[Exercise objective] Below is a listing. Gather each line of it that contains "rows".

[Information]
:::::

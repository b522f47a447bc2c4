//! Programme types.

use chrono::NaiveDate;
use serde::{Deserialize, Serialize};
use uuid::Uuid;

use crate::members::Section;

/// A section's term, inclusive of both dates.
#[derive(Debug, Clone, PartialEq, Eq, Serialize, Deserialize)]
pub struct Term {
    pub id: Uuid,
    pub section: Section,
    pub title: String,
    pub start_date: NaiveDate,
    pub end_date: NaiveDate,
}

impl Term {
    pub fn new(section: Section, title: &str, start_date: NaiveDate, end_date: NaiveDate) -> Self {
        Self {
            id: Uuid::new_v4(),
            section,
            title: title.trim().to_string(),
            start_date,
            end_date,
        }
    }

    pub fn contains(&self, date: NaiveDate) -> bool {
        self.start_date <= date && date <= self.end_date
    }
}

:::::

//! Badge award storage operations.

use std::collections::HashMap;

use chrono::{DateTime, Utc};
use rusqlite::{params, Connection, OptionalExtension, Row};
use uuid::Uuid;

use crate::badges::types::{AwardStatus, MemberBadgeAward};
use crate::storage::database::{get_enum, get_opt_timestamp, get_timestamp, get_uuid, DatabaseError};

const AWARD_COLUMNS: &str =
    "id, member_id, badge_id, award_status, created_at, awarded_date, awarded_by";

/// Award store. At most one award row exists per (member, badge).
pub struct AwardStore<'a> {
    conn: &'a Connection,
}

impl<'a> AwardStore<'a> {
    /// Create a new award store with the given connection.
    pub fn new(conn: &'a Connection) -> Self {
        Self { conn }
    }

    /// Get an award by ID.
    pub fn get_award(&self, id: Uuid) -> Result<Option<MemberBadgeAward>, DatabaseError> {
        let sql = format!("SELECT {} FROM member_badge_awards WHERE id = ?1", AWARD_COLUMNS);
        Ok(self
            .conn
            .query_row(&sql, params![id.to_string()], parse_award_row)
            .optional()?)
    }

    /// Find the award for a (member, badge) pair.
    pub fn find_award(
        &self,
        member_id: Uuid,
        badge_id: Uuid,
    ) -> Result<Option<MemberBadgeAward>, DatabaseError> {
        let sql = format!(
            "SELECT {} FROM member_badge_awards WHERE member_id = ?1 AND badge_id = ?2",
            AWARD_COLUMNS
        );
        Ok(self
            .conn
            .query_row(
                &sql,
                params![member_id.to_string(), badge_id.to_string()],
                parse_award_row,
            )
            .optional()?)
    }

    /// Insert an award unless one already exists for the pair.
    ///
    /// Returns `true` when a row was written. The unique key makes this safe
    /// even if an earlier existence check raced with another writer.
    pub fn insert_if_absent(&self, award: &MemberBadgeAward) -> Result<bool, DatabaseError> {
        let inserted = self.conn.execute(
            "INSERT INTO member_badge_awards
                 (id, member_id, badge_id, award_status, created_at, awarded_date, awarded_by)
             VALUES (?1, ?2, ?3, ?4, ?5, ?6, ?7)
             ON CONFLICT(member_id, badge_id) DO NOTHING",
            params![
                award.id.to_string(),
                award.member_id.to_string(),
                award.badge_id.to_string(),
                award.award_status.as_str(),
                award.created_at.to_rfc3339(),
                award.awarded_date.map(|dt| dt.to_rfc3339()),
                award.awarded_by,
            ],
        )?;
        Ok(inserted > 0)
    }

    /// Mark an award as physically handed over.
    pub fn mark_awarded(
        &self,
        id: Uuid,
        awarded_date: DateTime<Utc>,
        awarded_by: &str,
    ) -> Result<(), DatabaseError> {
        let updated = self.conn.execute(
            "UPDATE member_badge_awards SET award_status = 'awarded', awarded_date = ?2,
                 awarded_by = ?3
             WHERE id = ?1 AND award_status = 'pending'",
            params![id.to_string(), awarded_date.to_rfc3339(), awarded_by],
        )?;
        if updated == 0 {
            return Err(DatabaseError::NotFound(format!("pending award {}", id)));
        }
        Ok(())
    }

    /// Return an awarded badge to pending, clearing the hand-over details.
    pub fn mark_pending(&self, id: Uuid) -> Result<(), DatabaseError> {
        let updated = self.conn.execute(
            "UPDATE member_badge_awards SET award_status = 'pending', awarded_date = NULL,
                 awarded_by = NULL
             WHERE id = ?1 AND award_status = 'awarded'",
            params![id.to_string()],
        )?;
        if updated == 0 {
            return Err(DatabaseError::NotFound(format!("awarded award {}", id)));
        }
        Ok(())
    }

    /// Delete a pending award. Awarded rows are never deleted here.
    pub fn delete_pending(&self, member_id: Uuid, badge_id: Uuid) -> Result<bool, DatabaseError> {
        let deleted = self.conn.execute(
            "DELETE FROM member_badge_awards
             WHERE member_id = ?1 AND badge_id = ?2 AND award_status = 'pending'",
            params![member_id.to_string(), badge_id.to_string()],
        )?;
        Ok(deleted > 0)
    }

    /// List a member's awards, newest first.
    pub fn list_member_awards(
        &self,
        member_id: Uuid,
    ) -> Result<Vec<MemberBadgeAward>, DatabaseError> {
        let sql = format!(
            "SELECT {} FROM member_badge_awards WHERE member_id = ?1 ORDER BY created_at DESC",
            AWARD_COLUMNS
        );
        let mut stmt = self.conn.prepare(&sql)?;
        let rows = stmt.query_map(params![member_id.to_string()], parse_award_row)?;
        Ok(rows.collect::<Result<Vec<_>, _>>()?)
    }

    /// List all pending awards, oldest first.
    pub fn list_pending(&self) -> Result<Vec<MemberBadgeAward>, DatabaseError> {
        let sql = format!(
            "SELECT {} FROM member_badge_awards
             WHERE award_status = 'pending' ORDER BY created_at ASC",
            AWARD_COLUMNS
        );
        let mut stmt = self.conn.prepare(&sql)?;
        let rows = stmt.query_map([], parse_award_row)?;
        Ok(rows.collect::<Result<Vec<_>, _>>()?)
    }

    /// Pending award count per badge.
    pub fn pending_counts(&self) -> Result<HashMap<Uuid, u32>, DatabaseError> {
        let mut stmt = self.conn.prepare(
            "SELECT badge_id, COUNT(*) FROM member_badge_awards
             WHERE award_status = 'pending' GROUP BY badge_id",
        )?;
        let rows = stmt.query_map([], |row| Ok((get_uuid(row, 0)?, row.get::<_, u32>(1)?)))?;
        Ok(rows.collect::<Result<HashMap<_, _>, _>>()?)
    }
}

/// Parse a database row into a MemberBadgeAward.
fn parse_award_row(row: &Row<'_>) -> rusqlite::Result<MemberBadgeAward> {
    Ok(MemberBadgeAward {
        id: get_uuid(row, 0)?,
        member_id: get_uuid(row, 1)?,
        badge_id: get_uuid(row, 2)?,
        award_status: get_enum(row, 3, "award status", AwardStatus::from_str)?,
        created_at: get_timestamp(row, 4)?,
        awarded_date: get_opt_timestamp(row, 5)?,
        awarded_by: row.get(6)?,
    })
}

:::::

[Written answer]
    /// Delete a pending award. Awarded rows are never deleted here.
        let rows = stmt.query_map(params![member_id.to_string()], parse_award_row)?;
        Ok(rows.collect::<Result<Vec<_>, _>>()?)
        let rows = stmt.query_map([], parse_award_row)?;
        Ok(rows.collect::<Result<Vec<_>, _>>()?)
        let rows = stmt.query_map([], |row| Ok((get_uuid(row, 0)?, row.get::<_, u32>(1)?)))?;
        Ok(rows.collect::<Result<HashMap<_, _>, _>>()?)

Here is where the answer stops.